A physiology-based approach to a patient with hyperkalemic renal tubular acidosis

Abstract

Hyperkalemic renal tubular acidosis is a non-anion gap metabolic acidosis that invariably indicates an abnormality in potassium, ammonium, and hydrogen ion secretion. In clinical practice, it is usually attributed to real or apparent hypoaldosteronism caused by diseases or drug toxicity. We describe a 54-year-old liver transplant patient that was admitted with flaccid muscle weakness associated with plasma potassium level of 9.25 mEq/L. Additional investigation revealed type 4 renal tubular acidosis and marked hypomagnesemia with high fractional excretion of magnesium. Relevant past medical history included a recent diagnosis of Paracoccidioidomycosis, a systemic fungal infection that is endemic in some parts of South America, and his outpatient medications contained trimethoprim-sulfamethoxazole, tacrolimus, and propranolol. In the present acid-base and electrolyte case study, we discuss a clinical approach for the diagnosis of hyperkalemic renal tubular acidosis and review the pathophysiology of this disorder.

Figure 1. (A) Pretreatment electrocardiogram with peaked T-waves, flattening of the P-wave, prolonged PR interval, and widening of the QRS complex. (B) Post-treatment electrocardiogram with normalization of T-waves, PR, and QRS intervals.

Figure 2. Interaction between potassium and proton excretion and ammoniagenesis. Sodium reabsorption by ENAC transporter in principal cells, driven by Na⁺/K⁺-ATPase, creates a lumen-negative transepithelial voltage that is critical for potassium (by ROMK) and proton (By H-ATPase) excretion in the collecting duct (CD). The excretion of H⁺ also requires the ammonia buffer that prevents a marked drop in urinary pH. Ammonia is produced in the proximal cells from glutamine and reaches tubular fluid as NH₄ ⁺. After, it is reabsorbed in the thick ascending limb to the interstitium and then is secreted as NH₃ into the CD by α-intercalated cells in parallel with the H⁺. Aldosterone (ALDO) is a pivot in these processes, stimulating both sodium reabsorption and ammoniagenesis. Impairment of the ENAC activity and/or Na⁺/K⁺-ATPase transporters, reduction of the amount of sodium delivered in CD, and the reduction in ammonia production are the main mechanisms involved in the pathogenesis of type 4 renal tubular acidosis. MR: mineralocorticoid receptor.

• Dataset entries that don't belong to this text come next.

//! Pure metric computation over a scored evaluation set.
//!
//! Everything here is deterministic in its inputs: a fixed list of
//! (ground truth, predicted score) pairs, a threshold, and a bin count.
//! Undefined ratios are reported with `defined = false`, never as NaN.

use std::collections::hash_map::Entry;
use std::collections::HashMap;

use credeval_types::{
    CalibrationMetrics, ClassificationMetrics, ConfusionMatrix, CriterionSeparation, Label,
    MetricValue, ReliabilityBin, ScoreDistribution, ScoreStats, ScoredItem, MAX_SCORE,
};

use crate::error::EvalError;

/// Project the scored set down to the (label, score) pairs the metric
/// functions consume.
pub fn label_score_pairs(scored: &[ScoredItem]) -> Vec<(Label, u8)> {
    scored
        .iter()
        .map(|s| (s.item.ground_truth_label, s.predicted_score))
        .collect()
}

/// Count the four confusion cells at a threshold (inclusive boundary:
/// `score >= threshold` predicts manipulative).
pub fn confusion_matrix(pairs: &[(Label, u8)], threshold: u8) -> ConfusionMatrix {
    let mut cm = ConfusionMatrix::default();
    for &(label, score) in pairs {
        let predicted_positive = score >= threshold;
        match (label.is_positive(), predicted_positive) {
            (true, true) => cm.true_positives += 1,
            (true, false) => cm.false_negatives += 1,
            (false, true) => cm.false_positives += 1,
            (false, false) => cm.true_negatives += 1,
        }
    }
    cm
}

/// The four cells must account for every scored item, never the raw dataset
/// size when failures exist.
pub fn check_invariant(cm: &ConfusionMatrix, scored_count: usize) -> Result<(), EvalError> {
    if cm.total() != scored_count {
        return Err(EvalError::MetricsInvariant(format!(
            "confusion counts sum to {} but {} items were scored",
            cm.total(),
            scored_count
        )));
    }
    Ok(())
}

pub fn classification_metrics(cm: &ConfusionMatrix) -> ClassificationMetrics {
    let total = cm.total();
    let accuracy = if total == 0 {
        MetricValue::undefined()
    } else {
        MetricValue::defined((cm.true_positives + cm.true_negatives) as f64 / total as f64)
    };
    let precision = ratio(cm.true_positives, cm.true_positives + cm.false_positives);
    let recall = ratio(cm.true_positives, cm.true_positives + cm.false_negatives);
    let f1 = if precision.defined && recall.defined && precision.value + recall.value > 0.0 {
        MetricValue::defined(
            2.0 * precision.value * recall.value / (precision.value + recall.value),
        )
    } else {
        MetricValue::undefined()
    };

    ClassificationMetrics { accuracy, precision, recall, f1 }
}

fn ratio(numerator: usize, denominator: usize) -> MetricValue {
    if denominator == 0 {
        MetricValue::undefined()
    } else {
        MetricValue::defined(numerator as f64 / denominator as f64)
    }
}

/// Brier score, ECE, and MCE over normalized confidences `score / 20`.
///
/// Bins are equal-width over [0, 1]. Bin membership is computed in integer
/// arithmetic (`score * bins / 20`); a confidence of exactly 1.0 belongs to
/// the last bin.
pub fn calibration_metrics(pairs: &[(Label, u8)], bins: usize) -> CalibrationMetrics {
    let bins = bins.max(1);
    let n = pairs.len();
    if n == 0 {
        return CalibrationMetrics {
            brier: 0.0,
            ece: 0.0,
            mce: MetricValue::undefined(),
            bins: Vec::new(),
        };
    }

    let mut brier_sum = 0.0;
    let mut confidence_sums = vec![0.0; bins];
    let mut positive_counts = vec![0usize; bins];
    let mut counts = vec![0usize; bins];

    for &(label, score) in pairs {
        let confidence = f64::from(score) / f64::from(MAX_SCORE);
        let outcome = if label.is_positive() { 1.0 } else { 0.0 };
        brier_sum += (confidence - outcome) * (confidence - outcome);

        let idx = (usize::from(score) * bins / usize::from(MAX_SCORE)).min(bins - 1);
        confidence_sums[idx] += confidence;
        counts[idx] += 1;
        if label.is_positive() {
            positive_counts[idx] += 1;
        }
    }

    let width = 1.0 / bins as f64;
    let mut out_bins = Vec::new();
    let mut ece = 0.0;
    let mut mce = 0.0f64;
    for i in 0..bins {
        if counts[i] == 0 {
            continue;
        }
        let count = counts[i];
        let confidence = confidence_sums[i] / count as f64;
        let accuracy = positive_counts[i] as f64 / count as f64;
        let gap = (confidence - accuracy).abs();
        ece += count as f64 / n as f64 * gap;
        mce = mce.max(gap);
        out_bins.push(ReliabilityBin {
            lower: i as f64 * width,
            upper: (i + 1) as f64 * width,
            count,
            confidence,
            accuracy,
        });
    }

    CalibrationMetrics {
        brier: brier_sum / n as f64,
        ece,
        mce: MetricValue::defined(mce),
        bins: out_bins,
    }
}

/// Group separation per criterion, in first-seen order across the scored set.
/// The aggregate score is never re-derived from these values.
pub fn criterion_separations(scored: &[ScoredItem]) -> Vec<CriterionSeparation> {
    let mut order: Vec<String> = Vec::new();
    let mut by_name: HashMap<String, (Vec<f64>, Vec<f64>)> = HashMap::new();

    for scored_item in scored {
        let positive = scored_item.item.ground_truth_label.is_positive();
        for cv in &scored_item.criteria {
            let groups = match by_name.entry(cv.criterion.clone()) {
                Entry::Occupied(e) => e.into_mut(),
                Entry::Vacant(v) => {
                    order.push(cv.criterion.clone());
                    v.insert((Vec::new(), Vec::new()))
                }
            };
            if positive {
                groups.0.push(cv.value);
            } else {
                groups.1.push(cv.value);
            }
        }
    }

    order
        .into_iter()
        .map(|criterion| {
            let (manipulative, credible) = &by_name[&criterion];
            let manipulative_mean = mean(manipulative);
            let credible_mean = mean(credible);
            let separation = match (manipulative_mean, credible_mean) {
                (Some(m), Some(c)) => MetricValue::defined(m - c),
                _ => MetricValue::undefined(),
            };
            CriterionSeparation { criterion, manipulative_mean, credible_mean, separation }
        })
        .collect()
}

fn mean(values: &[f64]) -> Option<f64> {
    if values.is_empty() {
        None
    } else {
        Some(values.iter().sum::<f64>() / values.len() as f64)
    }
}

/// Score statistics within each ground-truth class and overall.
pub fn score_distribution(pairs: &[(Label, u8)]) -> ScoreDistribution {
    let manipulative: Vec<u8> = pairs
        .iter()
        .filter(|(label, _)| label.is_positive())
        .map(|&(_, score)| score)
        .collect();
    let credible: Vec<u8> = pairs
        .iter()
        .filter(|(label, _)| !label.is_positive())
        .map(|&(_, score)| score)
        .collect();
    let overall: Vec<u8> = pairs.iter().map(|&(_, score)| score).collect();

    ScoreDistribution {
        manipulative: score_stats(&manipulative),
        credible: score_stats(&credible),
        overall: score_stats(&overall),
    }
}

fn score_stats(scores: &[u8]) -> Option<ScoreStats> {
    if scores.is_empty() {
        return None;
    }
    let count = scores.len();
    let mean = scores.iter().map(|&s| f64::from(s)).sum::<f64>() / count as f64;
    let variance =
        scores.iter().map(|&s| (f64::from(s) - mean).powi(2)).sum::<f64>() / count as f64;

    let mut sorted = scores.to_vec();
    sorted.sort_unstable();
    let median = if count % 2 == 1 {
        f64::from(sorted[count / 2])
    } else {
        (f64::from(sorted[count / 2 - 1]) + f64::from(sorted[count / 2])) / 2.0
    };

    Some(ScoreStats {
        count,
        mean,
        median,
        std_dev: variance.sqrt(),
        min: sorted[0],
        max: sorted[count - 1],
    })
}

Figure 3. Pathophysiologic classification and etiologies of disorders associated with hyperkalemic hyperchloremic renal tubular acidosis. PHA: pseudohypoaldosteronism; CD: collecting duct; MR: mineralocorticoid receptor. ^a = The voltage defect causes a relative "resistance" to aldosterone in the CD, but does not interfere with its action on ammoniagenesis in the proximal cells; ^b = Others: Hyperkalemia due to these causes may be related to hyporeninemic hypoaldosteronism and/or a direct defect in voltage gradient generation in CD.

Figure 4. Clinical approach to the diagnosis of hyperkalemic RTA based on urine pH. Adapted from reference 1. *Antagonism, reduction or mutation in mineralocorticoid receptor.